All services are subject to operating overhead:
- A small amount of memory is required by the operating system kernel to manage system resources, including networking functions and disk cache.
- Aiven's cloud data platform requires memory to monitor availability, provide metrics, logging and manage backups.
A server or node's usable memory can be calculated as:
usable memory = RAM - overhead
Where:
overheadis 350 MiB (≈ 0.34 GiB).
Services may utilize optional components, service integrations, connection pooling, or plug-ins, which are not included in overhead calculations.
If a service is overcommitted, the operating system, management layer, backups or availability monitoring, may fail status checks or operations due to resource contention. In severe instances, the node may fail completely with an out-of-memory condition.
Out of memory conditions
Many processes request more memory from the kernel than they will ever use or need. In these cases, the kernel overallocates memory. This allows it to satisfy multiple processes requesting more memory than is available, which is not used or is freed by the time any other process actually needs it.
However, if enough processes start using all their allocated memory
simultaneously there may not be enough physical memory available and an
Out Of Memory (OOM) condition occurs.
This situation is critical and must be resolved immediately.
The solution that the Linux kernel employs is to invoke the
Out of Memory Killer (or OOM Killer). This reviews all running processes
and kills one or more of them to free up system memory and keep the system running.
The OOM Killer selects process to kill based on an oom_score; a
calculation that balances how much memory the process is using with how
long the process has been running.
Processes that have been running for a long time are less likely to be killed. Subprocesses are summed with parent processes in terms of memory usage, so a process which forks many subprocesses, but itself does not use a lot of memory, may still be killed.
In most instances, the hosted data service, or a child process, will have the highest memory footprint and be a prime candidate for termination when the OOM Killer inspects the running processes.
Aiven's cloud data platform leverages kernel namespaces or containers to isolate processes from each other. Isolation has several benefits, including:
- A smaller footprint for security‑related concerns
- A smaller blast radius for failure
- Greater control of system resources
Left unchecked, the OOM Killer may opt to kill the primary service.
This is undesirable as unclean termination of the primary service can
lead to data loss, inconsistency, or corrupted backups.
Further, if Aiven's management platform detects that the primary service is unavailable for , the service will be marked as down and a failover will occur.
To mitigate this scenario, namespaces are used,
some with additional memory limits, in combination with an oom_score_adjust on the primary
process, to coax the OOM Killer into selection of less critical
processes.
This will still result in a service restart, but in a more controlled process, where the database is shut down, rather than killed; exposure to data loss is limited and recovery is faster when the service restarts, often avoiding failover.

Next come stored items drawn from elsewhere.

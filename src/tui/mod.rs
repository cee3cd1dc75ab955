//! Terminal front-end for Strictly Slayer.

mod app;
mod input;
mod ui;

pub use app::{App, KeyOutcome, Screen};
pub use input::{digit_position, move_cursor};

use crate::SlayerConfig;
use anyhow::{Context, Result};
use crossterm::{
    event::{self, DisableMouseCapture, EnableMouseCapture, Event, KeyEventKind},
    execute,
    terminal::{EnterAlternateScreen, LeaveAlternateScreen, disable_raw_mode, enable_raw_mode},
};
use rand::SeedableRng;
use rand_chacha::ChaCha8Rng;
use ratatui::{Terminal, backend::CrosstermBackend};
use std::io::{self, Stdout};
use std::time::Duration;
use tracing::{error, info, instrument};

/// Runs the game in the terminal until the user quits.
///
/// Logs go to the configured file so they don't tear the screen.
pub async fn run_tui(config: SlayerConfig, skip_select: bool) -> Result<()> {
    let log_file = std::fs::File::create(config.log_file())
        .with_context(|| format!("Failed to create log file {}", config.log_file().display()))?;
    let _ = tracing_subscriber::fmt()
        .with_env_filter(
            tracing_subscriber::EnvFilter::try_from_default_env()
                .unwrap_or_else(|_| tracing_subscriber::EnvFilter::new("info,strictly_slayer=debug")),
        )
        .with_writer(std::sync::Arc::new(log_file))
        .with_ansi(false)
        .try_init();

    info!(?config, "Starting Strictly Slayer TUI");

    let rng = match config.seed() {
        Some(seed) => ChaCha8Rng::seed_from_u64(*seed),
        None => ChaCha8Rng::from_os_rng(),
    };
    let app = App::new(rng, *config.human_mark(), skip_select);

    enable_raw_mode()?;
    let mut terminal = enter_screen(io::stdout(), restore_terminal)?;

    let res = run_app(&mut terminal, app, config.opponent_delay()).await;

    disable_raw_mode()?;
    execute!(
        terminal.backend_mut(),
        LeaveAlternateScreen,
        DisableMouseCapture
    )?;
    terminal.show_cursor()?;

    if let Err(err) = &res {
        error!(error = ?err, "Game loop error");
    }
    res
}

/// Switches `out` to the alternate screen and wraps it in a terminal.
///
/// Expects raw mode to be on; `restore` runs before any error is returned.
fn enter_screen<W: io::Write>(
    mut out: W,
    restore: impl FnOnce(),
) -> io::Result<Terminal<CrosstermBackend<W>>> {
    let entered = match execute!(out, EnterAlternateScreen, EnableMouseCapture) {
        Ok(()) => Terminal::new(CrosstermBackend::new(out)),
        Err(e) => Err(e),
    };
    entered.inspect_err(|e| {
        error!(error = %e, "Terminal setup failed");
        restore();
    })
}

fn restore_terminal() {
    let _ = disable_raw_mode();
    let _ = execute!(io::stdout(), LeaveAlternateScreen, DisableMouseCapture);
}

#[instrument(skip_all, fields(delay_ms = delay.as_millis() as u64))]
async fn run_app(
    terminal: &mut Terminal<CrosstermBackend<Stdout>>,
    mut app: App,
    delay: Duration,
) -> Result<()> {
    loop {
        terminal.draw(|f| ui::draw(f, &app))?;

        if app.awaiting_opponent() {
            tokio::time::sleep(delay).await;
            // The board is locked while the opponent thinks.
            while event::poll(Duration::ZERO)? {
                let _ = event::read()?;
            }
            app.opponent_move();
            continue;
        }

        if event::poll(Duration::from_millis(100))?
            && let Event::Key(key) = event::read()?
        {
            // crossterm reports both press and release on some platforms.
            if key.kind == KeyEventKind::Release {
                continue;
            }
            if app.handle_key(key.code) == KeyOutcome::Quit {
                return Ok(());
            }
        }
    }
}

Out of Memory conditions can still lead to unexpected behavior, including data unavailable or data loss conditions.
Avoid running low on memory
The OOM killer only runs when the system is critically low on memory. To prevent it from running, either reduce your memory usage or increase the available memory.
For most databases, the service memory footprint can often be reduced by:
- Reducing concurrency or implementing connection pooling
- Tuning queries to limit result sets
- Tuning indexes for query load
- Dropping unused objects from storage
In cases where the working set no longer fits into memory, consider scaling your service.